LaFloristaCalista · 18/06/2022 21:39

Making her wait doesn't mean you don't love her. In fact, quite the opposite. She has to learn to wait or she's going to have a difficult time when she starts school

MrsTerryPratchett · 18/06/2022 21:41

Lazypuppy · 18/06/2022 18:53

When she interupts your conversations you explain she has to wait a sexond as you are talking.

If she has a tantrum, let her have a tantrum 🤷🏼‍♀️ wait until she has calmed down a bit then talk to her

Give in immediately or not at all. Or, next level parenting, pick a behaviour and give in to it. I used to 'give in' to serious politeness. "Oh lovely you know I can't resist good pleases and thank yous and a nice voice" <sigh>

Bwahahahaha

Mariposista · 18/06/2022 22:22

OompaLoompaa · 18/06/2022 16:25

Try only noticing and mentioning good behaviour, ‘ brilliant breakfast eating’ ‘ such good walking to nursery’, ‘lovely playing’ and ignore all the not so good behaviour.
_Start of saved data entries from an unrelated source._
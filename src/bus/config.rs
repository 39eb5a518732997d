//! # Runtime bus configuration.
//!
//! Provides [`BusConfig`], the settings a [`Bus`](crate::Bus) applies to every
//! address it creates.
//!
//! ## Sentinel values
//! - `slot_capacity = 0` → node slots grow on demand (no reservation)

use crate::policies::ViolationMode;

/// Settings for a bus instance.
///
/// ## Field semantics
/// - `name`: label attached to log events of this bus
/// - `violation`: how container contract violations are reported
/// - `slot_capacity`: node slots reserved per new address (`0` = on demand)
#[derive(Clone, Debug)]
pub struct BusConfig {
    /// Label used in log events.
    pub name: &'static str,

    /// Reporting of contract violations (double connect, mismatched erase,
    /// ref count underflow).
    pub violation: ViolationMode,

    /// Node slots reserved when an address is created.
    ///
    /// - `0` = no reservation
    /// - `n > 0` = the first `n` connections on an address do not allocate
    pub slot_capacity: usize,
}

impl BusConfig {
    /// Default configuration with a custom log label.
    pub fn named(name: &'static str) -> Self {
        Self {
            name,
            ..Self::default()
        }
    }

    /// Returns the slot reservation as an `Option`.
    ///
    /// - `None` → grow on demand
    /// - `Some(n)` → reserve `n` slots per address
    #[inline]
    pub fn slot_reservation(&self) -> Option<usize> {
        if self.slot_capacity == 0 {
            None
        } else {
            Some(self.slot_capacity)
        }
    }
}

impl Default for BusConfig {
    /// Default configuration:
    ///
    /// - `name = "bus"`
    /// - `violation = ViolationMode::default()` (panic in debug, log in release)
    /// - `slot_capacity = 0` (grow on demand)
    fn default() -> Self {
        Self {
            name: "bus",
            violation: ViolationMode::default(),
            slot_capacity: 0,
        }
    }
}
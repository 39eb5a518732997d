//! # Multi-handler storage.
//!
//! [`Multiple`] keeps handlers in an index-linked list and always links new
//! handlers at the **front**. A dispatch that already started holds a cursor
//! further down the list, so a handler connected from inside a handler is not
//! called for the message in flight, only for the next one.
//!
//! ```text
//! insert(h3) ─► [h3] ⇄ [h2] ⇄ [h1]
//!                ▲
//!               head (dispatch starts here)
//! ```
//!
//! ## Rules
//! - Insert and erase are O(1); freed slots are reused.
//! - Erasing an unknown or stale key is a no-op.
//! - No ordering promise beyond "newest first".

use std::fmt;
use std::sync::{Arc, Weak};

use crate::nodes::{LinkedSlots, NodeKey};
use crate::policies::HandlerPolicy;

use super::{sealed, HandlerStorage};

/// Storage for any number of handlers, newest first.
pub struct Multiple<H: ?Sized> {
    nodes: LinkedSlots<Weak<H>>,
}

impl<H: ?Sized> sealed::Sealed for Multiple<H> {}

impl<H: ?Sized> HandlerStorage<H> for Multiple<H> {
    const POLICY: HandlerPolicy = HandlerPolicy::Multiple;

    fn with_capacity(capacity: usize) -> Self {
        Self {
            nodes: LinkedSlots::with_capacity(capacity),
        }
    }

    #[inline]
    fn can_insert(&self) -> bool {
        true
    }

    fn insert(&mut self, handler: &Arc<H>) -> NodeKey {
        self.nodes.push_front(Arc::downgrade(handler))
    }

    fn erase(&mut self, key: NodeKey) -> bool {
        self.nodes.remove(key).is_some()
    }

    #[inline]
    fn len(&self) -> usize {
        self.nodes.len()
    }

    fn get(&self, key: NodeKey) -> Option<&Weak<H>> {
        self.nodes.get(key)
    }

    fn first(&self) -> Option<NodeKey> {
        self.nodes.first()
    }

    fn last(&self) -> Option<NodeKey> {
        self.nodes.last()
    }

    fn next(&self, key: NodeKey) -> Option<NodeKey> {
        self.nodes.next(key)
    }

    fn prev(&self, key: NodeKey) -> Option<NodeKey> {
        self.nodes.prev(key)
    }
}

impl<H: ?Sized> fmt::Debug for Multiple<H> {
    fn fmt(&self, f: &mut fmt::Formatter<'_>) -> fmt::Result {
        f.debug_struct("Multiple")
            .field("len", &self.nodes.len())
            .finish()
    }
}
This is very good advice. Positive reinforcement and rewards for good behaviour, no treats for bad.
Remember it's a horrid age OP, I'm sure in a couple of years you will have a much nicer child.

Littlebirdyouaresosweet · 18/06/2022 22:23

Ime telling her you can't understand her when she talks like that works wonders...

Nowheretogo1985 · 20/06/2022 21:35

Thank you for all your responses. Made me very reassured that she is quite a typical 3 year old! Some really helpful advice and tips on here which I'm v grateful for xx

OP posts:
BeautifulWar · 20/06/2022 21:43

I think most children struggle with the transition from being a baby/toddler and having their needs met very quickly to becoming a child and having to learn that the world doesn't revolve around them.

It's a good time to learn but it will take time and some tantrums! Don't under estimate how differently young children perceive time though - five minutes can seem like a really long time to a three year old.

Herejustforthisone · 21/06/2022 09:57

I dote on her completely and we have a very close bond but she is starting to display quite demanding and entitled behaviour.

Time to make her realise she isn’t the centre of the universe. There’s some good, kind advice here.